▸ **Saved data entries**

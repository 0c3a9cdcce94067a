// SPDX-License-Identifier: MIT OR Apache-2.0
//! Priority task queue for OrdoPlay Motion.
//!
//! This crate decouples timer-style callbacks from the property-mutation
//! action model while reusing the same per-frame driver:
//! - [`SchedulerQueueTask`]: an independent timer with interval, repeat,
//!   delay, and priority
//! - [`SchedulerQueue`]: the priority-sorted owner evaluating every task once
//!   per tick
//! - [`SharedSchedulerQueue`]: the shared handle that rides the action tick
//!   protocol and lets firing callbacks reach back into the queue

pub mod queue;
pub mod task;

pub use queue::{SchedulerQueue, SharedSchedulerQueue};
pub use task::{SchedulerQueueTask, TaskFn, TaskKey, TaskStatus};
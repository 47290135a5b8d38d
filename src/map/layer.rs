use serde::Deserialize;

use crate::tile::LayerId;

fn default_tile_size() -> u32 {
    256
}

/// Declarative description of one layer, as found in a map definition file.
///
/// Tile grid bounds are given as the URL indexes of the four corner tiles.
/// This keeps definitions in the numbering scheme of the tile server: grids
/// whose URL indexes run right-to-left or bottom-to-top are expressed by
/// swapping the corner values, and the layer translates grid coordinates
/// accordingly when building URLs.
#[derive(Debug, Clone, Deserialize)]
pub struct LayerDefinition {
    /// Layer identity, also the key tiles are stored under
    pub id: String,

    /// Value substituted for `{layer}` in the URL template
    pub url_name: String,

    /// Tile URL template with `{layer}`, `{x}` and `{y}` placeholders
    pub url_template: String,

    /// Ground resolution of this layer
    pub meters_per_pixel: f32,

    /// Tile width in pixels
    #[serde(default = "default_tile_size")]
    pub tile_size_x: u32,

    /// Tile height in pixels
    #[serde(default = "default_tile_size")]
    pub tile_size_y: u32,

    /// URL index of the leftmost tile column
    #[serde(default)]
    pub left_tile: i32,

    /// URL index of the topmost tile row
    #[serde(default)]
    pub top_tile: i32,

    /// URL index of the rightmost tile column
    pub right_tile: i32,

    /// URL index of the bottommost tile row
    pub bottom_tile: i32,
}

/// One resolution level of a [`crate::map::Map`].
///
/// Grid coordinates are always 0-indexed from the top-left corner regardless
/// of the server's URL numbering; [`Layer::tile_url`] translates. The scale
/// validity range is assigned by the map at construction.
#[derive(Debug)]
pub struct Layer {
    id: LayerId,
    url_name: String,
    url_template: String,
    meters_per_pixel: f32,
    tile_size_x: u32,
    tile_size_y: u32,
    left_tile: i32,
    top_tile: i32,
    right_tile: i32,
    bottom_tile: i32,
    tiles_x: u32,
    tiles_y: u32,
    min_scale: f32,
    max_scale: f32,
    index: usize,
}

impl Layer {
    pub(crate) fn from_definition(
        def: &LayerDefinition,
        index: usize,
        min_scale: f32,
        max_scale: f32,
    ) -> Self {
        let tiles_x = def.left_tile.abs_diff(def.right_tile) + 1;
        let tiles_y = def.top_tile.abs_diff(def.bottom_tile) + 1;
        Self {
            id: def.id.as_str().into(),
            url_name: def.url_name.clone(),
            url_template: def.url_template.clone(),
            meters_per_pixel: def.meters_per_pixel,
            tile_size_x: def.tile_size_x,
            tile_size_y: def.tile_size_y,
            left_tile: def.left_tile,
            top_tile: def.top_tile,
            right_tile: def.right_tile,
            bottom_tile: def.bottom_tile,
            tiles_x,
            tiles_y,
            min_scale,
            max_scale,
            index,
        }
    }

    /// Layer identity.
    pub fn id(&self) -> &str {
        &self.id
    }

    /// Layer identity as the interned id used in tile keys.
    pub fn id_arc(&self) -> LayerId {
        LayerId::clone(&self.id)
    }

    /// Position of this layer in its map, coarsest first.
    pub fn index(&self) -> usize {
        self.index
    }

    /// Ground resolution of this layer.
    pub fn meters_per_pixel(&self) -> f32 {
        self.meters_per_pixel
    }

    /// Tile width in pixels.
    pub fn tile_size_x(&self) -> u32 {
        self.tile_size_x
    }

    /// Tile height in pixels.
    pub fn tile_size_y(&self) -> u32 {
        self.tile_size_y
    }

    /// Number of tile columns.
    pub fn tiles_x(&self) -> u32 {
        self.tiles_x
    }

    /// Number of tile rows.
    pub fn tiles_y(&self) -> u32 {
        self.tiles_y
    }

    /// Smallest scale this layer should be displayed at.
    pub fn min_scale(&self) -> f32 {
        self.min_scale
    }

    /// Largest scale this layer should be displayed at.
    pub fn max_scale(&self) -> f32 {
        self.max_scale
    }

    /// Whether `scale` falls into this layer's validity range.
    pub fn matches_scale(&self, scale: f32) -> bool {
        scale >= self.min_scale && scale <= self.max_scale
    }

    /// Whether `(x, y)` lies inside this layer's tile grid.
    pub fn has_tile(&self, x: u32, y: u32) -> bool {
        x < self.tiles_x && y < self.tiles_y
    }

    /// Build the URL for tile `(x, y)` from the layer's template.
    ///
    /// Pure string substitution; the coordinates are translated into the
    /// server's URL numbering first.
    pub fn tile_url(&self, x: u32, y: u32) -> String {
        self.url_template
            .replace("{layer}", &self.url_name)
            .replace("{x}", &self.url_x(x).to_string())
            .replace("{y}", &self.url_y(y).to_string())
    }

    pub(crate) fn url_template(&self) -> &str {
        &self.url_template
    }

    fn url_x(&self, x: u32) -> i64 {
        if self.left_tile < self.right_tile {
            self.left_tile as i64 + x as i64
        } else {
            self.left_tile as i64 - x as i64
        }
    }

    fn url_y(&self, y: u32) -> i64 {
        if self.top_tile < self.bottom_tile {
            self.top_tile as i64 + y as i64
        } else {
            self.top_tile as i64 - y as i64
        }
    }
}

#[cfg(test)]
impl Layer {
    /// Bare layer for unit tests that do not need a full map.
    pub(crate) fn for_tests(id: &str, tiles_x: u32, tiles_y: u32) -> Self {
        Self {
            id: id.into(),
            url_name: id.to_string(),
            url_template: "https://tiles.test/{layer}/{y}/{x}.png".to_string(),
            meters_per_pixel: 1.0,
            tile_size_x: 256,
            tile_size_y: 256,
            left_tile: 0,
            top_tile: 0,
            right_tile: tiles_x.saturating_sub(1) as i32,
            bottom_tile: tiles_y.saturating_sub(1) as i32,
            tiles_x,
            tiles_y,
            min_scale: 0.5,
            max_scale: 2.0,
            index: 0,
        }
    }
}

▸ **Description of the task**
How many lines in the records above contain the word "LayerDefinition"? State that number and nothing more.

▸ **Written solution**
2